Stored records:

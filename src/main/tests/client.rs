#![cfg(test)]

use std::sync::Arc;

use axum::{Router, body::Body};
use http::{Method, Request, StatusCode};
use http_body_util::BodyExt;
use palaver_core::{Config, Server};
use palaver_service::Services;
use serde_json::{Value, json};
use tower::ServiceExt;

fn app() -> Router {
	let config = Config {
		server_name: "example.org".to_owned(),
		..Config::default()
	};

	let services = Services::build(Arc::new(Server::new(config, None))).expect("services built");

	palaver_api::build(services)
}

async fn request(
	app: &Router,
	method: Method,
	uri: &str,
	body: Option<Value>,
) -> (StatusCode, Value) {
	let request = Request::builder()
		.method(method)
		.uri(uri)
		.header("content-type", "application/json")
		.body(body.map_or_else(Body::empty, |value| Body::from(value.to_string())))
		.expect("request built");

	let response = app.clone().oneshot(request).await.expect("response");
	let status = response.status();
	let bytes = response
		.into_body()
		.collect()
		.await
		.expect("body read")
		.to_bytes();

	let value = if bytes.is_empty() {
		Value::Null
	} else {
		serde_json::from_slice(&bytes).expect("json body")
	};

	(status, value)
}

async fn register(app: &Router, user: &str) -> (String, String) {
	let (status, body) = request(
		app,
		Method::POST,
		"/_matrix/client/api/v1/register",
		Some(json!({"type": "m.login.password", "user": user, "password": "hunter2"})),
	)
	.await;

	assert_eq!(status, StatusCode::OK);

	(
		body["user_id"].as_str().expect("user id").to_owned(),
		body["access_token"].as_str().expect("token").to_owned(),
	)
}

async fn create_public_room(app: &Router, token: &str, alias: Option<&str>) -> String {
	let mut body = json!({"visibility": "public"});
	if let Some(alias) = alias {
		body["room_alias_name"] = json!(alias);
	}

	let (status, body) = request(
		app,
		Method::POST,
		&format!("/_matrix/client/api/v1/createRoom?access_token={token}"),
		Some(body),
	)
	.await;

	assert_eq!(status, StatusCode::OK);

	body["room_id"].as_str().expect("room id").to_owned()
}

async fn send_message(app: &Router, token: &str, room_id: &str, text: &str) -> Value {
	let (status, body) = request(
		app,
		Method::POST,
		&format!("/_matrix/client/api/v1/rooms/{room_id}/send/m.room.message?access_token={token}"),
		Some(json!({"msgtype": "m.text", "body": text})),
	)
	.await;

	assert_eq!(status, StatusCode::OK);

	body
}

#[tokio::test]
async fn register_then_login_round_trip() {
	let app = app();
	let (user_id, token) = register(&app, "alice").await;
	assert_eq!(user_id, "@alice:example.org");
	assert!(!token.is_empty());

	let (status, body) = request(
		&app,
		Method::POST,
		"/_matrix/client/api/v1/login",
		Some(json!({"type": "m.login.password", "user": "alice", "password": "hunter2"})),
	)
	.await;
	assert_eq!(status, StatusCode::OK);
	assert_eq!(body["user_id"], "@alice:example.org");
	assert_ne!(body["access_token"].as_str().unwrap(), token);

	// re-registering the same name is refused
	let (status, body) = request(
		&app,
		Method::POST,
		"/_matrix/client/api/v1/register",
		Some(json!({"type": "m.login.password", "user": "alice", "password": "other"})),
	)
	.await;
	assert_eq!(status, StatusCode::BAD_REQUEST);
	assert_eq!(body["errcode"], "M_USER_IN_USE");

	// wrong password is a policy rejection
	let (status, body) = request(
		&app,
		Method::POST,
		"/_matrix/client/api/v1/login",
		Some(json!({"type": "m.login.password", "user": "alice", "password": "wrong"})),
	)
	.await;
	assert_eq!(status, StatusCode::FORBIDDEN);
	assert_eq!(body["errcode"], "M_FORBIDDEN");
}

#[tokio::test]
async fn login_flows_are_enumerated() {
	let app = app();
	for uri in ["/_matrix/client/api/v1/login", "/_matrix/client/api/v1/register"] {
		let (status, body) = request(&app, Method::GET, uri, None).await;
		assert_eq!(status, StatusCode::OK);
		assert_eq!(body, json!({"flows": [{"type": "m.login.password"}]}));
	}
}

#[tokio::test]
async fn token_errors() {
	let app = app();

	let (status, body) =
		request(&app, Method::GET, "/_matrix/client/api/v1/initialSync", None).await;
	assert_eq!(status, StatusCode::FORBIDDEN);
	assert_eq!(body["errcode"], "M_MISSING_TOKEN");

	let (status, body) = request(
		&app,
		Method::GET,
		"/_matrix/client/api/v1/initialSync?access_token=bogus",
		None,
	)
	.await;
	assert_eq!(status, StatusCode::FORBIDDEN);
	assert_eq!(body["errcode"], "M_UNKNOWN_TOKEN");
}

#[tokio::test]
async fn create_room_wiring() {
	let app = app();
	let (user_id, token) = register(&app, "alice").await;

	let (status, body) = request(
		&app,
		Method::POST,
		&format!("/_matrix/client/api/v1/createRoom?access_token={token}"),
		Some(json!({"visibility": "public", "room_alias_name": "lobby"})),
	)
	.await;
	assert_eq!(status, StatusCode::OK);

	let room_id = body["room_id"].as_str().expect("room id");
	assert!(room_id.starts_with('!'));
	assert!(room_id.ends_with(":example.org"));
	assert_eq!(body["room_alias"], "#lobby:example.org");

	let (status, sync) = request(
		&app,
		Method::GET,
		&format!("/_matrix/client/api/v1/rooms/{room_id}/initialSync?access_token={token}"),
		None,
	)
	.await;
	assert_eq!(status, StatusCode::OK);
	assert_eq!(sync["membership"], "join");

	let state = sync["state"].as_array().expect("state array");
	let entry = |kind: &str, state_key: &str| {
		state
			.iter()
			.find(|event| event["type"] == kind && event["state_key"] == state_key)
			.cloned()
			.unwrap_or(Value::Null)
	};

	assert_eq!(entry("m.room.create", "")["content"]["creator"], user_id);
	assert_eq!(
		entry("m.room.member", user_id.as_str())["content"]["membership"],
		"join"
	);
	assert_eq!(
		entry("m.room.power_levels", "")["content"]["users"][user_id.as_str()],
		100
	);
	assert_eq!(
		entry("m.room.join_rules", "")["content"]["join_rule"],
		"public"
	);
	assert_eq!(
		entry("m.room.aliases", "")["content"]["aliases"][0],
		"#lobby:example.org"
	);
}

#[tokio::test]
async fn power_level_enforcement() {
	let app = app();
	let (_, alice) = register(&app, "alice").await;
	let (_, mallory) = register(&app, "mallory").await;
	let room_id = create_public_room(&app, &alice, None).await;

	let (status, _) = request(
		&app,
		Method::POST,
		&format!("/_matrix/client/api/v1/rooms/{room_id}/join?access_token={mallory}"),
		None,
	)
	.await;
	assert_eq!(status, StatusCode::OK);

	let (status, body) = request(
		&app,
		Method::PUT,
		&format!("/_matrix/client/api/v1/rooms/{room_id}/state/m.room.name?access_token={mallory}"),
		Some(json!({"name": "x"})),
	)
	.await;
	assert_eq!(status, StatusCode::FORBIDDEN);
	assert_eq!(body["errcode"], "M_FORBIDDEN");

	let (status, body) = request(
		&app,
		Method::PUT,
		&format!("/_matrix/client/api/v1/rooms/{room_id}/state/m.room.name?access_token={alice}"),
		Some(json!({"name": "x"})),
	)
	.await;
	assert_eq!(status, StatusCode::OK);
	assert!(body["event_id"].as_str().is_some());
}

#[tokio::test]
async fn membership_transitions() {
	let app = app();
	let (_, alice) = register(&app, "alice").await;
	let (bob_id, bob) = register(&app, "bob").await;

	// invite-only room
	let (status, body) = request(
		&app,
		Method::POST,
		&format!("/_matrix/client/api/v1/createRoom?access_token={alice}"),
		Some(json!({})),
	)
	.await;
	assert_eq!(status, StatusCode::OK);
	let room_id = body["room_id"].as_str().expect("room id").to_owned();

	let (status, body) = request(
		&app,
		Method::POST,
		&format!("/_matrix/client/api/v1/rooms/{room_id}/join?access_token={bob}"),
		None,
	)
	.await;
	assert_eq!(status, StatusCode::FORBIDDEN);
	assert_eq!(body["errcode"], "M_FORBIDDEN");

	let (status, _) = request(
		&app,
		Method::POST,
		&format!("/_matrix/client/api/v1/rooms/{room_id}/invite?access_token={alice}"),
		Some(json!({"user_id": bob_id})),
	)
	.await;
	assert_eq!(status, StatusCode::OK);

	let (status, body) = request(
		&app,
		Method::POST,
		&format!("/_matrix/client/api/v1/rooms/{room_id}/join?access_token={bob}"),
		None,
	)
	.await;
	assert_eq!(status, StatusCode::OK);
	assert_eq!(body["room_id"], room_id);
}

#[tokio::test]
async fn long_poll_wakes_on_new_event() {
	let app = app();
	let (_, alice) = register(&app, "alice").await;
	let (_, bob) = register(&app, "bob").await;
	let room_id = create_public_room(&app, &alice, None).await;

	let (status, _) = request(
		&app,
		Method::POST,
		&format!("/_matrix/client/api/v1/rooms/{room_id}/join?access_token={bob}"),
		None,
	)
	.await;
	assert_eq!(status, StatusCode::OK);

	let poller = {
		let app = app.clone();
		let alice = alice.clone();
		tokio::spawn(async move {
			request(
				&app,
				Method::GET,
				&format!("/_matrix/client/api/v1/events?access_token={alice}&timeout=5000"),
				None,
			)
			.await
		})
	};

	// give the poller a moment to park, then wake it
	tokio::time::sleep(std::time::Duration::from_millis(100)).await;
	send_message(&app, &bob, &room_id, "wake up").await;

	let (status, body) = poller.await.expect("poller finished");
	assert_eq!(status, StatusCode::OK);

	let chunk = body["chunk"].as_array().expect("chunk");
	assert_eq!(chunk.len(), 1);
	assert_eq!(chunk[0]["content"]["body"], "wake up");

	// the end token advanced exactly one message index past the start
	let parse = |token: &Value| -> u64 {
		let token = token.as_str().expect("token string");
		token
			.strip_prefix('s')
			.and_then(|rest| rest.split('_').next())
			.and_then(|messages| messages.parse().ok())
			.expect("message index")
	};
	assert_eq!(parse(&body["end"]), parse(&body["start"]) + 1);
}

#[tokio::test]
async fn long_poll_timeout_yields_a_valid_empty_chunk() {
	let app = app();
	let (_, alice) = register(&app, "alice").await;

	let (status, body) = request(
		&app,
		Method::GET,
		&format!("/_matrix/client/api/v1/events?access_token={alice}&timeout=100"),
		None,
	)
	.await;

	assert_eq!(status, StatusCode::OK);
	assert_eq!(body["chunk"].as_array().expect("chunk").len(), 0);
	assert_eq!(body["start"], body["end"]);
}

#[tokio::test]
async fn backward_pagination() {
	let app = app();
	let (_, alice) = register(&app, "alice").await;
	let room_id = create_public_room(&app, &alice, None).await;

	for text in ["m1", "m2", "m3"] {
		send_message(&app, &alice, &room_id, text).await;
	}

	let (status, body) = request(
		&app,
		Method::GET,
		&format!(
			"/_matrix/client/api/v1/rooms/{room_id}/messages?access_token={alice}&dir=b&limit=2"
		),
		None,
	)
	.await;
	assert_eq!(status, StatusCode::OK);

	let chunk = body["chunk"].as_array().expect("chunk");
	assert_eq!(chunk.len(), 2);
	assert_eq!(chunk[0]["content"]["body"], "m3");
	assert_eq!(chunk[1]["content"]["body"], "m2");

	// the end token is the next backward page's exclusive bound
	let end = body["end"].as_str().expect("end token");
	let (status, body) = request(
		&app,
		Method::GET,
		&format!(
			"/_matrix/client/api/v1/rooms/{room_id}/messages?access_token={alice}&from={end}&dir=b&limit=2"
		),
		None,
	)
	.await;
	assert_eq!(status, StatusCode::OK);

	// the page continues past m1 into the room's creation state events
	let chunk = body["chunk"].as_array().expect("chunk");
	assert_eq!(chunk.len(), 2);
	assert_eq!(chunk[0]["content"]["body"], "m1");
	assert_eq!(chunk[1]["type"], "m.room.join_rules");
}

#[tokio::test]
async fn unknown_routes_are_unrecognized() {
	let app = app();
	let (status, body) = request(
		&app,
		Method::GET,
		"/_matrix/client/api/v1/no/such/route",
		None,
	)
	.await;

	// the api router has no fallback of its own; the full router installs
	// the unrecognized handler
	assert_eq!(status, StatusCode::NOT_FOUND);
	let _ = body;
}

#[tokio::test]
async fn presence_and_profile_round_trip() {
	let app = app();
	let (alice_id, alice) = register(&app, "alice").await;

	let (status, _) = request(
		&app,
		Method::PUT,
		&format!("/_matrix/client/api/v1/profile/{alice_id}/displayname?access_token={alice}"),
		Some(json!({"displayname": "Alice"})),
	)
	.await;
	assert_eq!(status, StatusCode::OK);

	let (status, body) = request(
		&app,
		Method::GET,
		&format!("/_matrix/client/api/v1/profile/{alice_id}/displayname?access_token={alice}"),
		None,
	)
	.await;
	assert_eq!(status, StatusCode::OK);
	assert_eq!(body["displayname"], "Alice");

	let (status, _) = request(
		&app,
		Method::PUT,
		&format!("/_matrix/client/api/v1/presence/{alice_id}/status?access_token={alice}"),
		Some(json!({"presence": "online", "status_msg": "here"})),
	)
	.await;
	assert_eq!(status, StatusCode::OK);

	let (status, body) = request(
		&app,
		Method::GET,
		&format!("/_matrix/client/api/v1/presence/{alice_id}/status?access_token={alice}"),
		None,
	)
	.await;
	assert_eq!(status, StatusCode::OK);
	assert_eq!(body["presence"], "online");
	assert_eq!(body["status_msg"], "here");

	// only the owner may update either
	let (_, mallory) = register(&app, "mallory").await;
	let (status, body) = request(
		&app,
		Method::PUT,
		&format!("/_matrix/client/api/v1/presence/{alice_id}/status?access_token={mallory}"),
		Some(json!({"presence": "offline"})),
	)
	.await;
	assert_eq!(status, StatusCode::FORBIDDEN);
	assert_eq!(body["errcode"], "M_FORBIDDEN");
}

EXERCISE DIRECTIONS
Return a copy of each line in the entries that carries the string "wrong".

YOUR SOLUTION
	// wrong password is a policy rejection
		Some(json!({"type": "m.login.password", "user": "alice", "password": "wrong"})),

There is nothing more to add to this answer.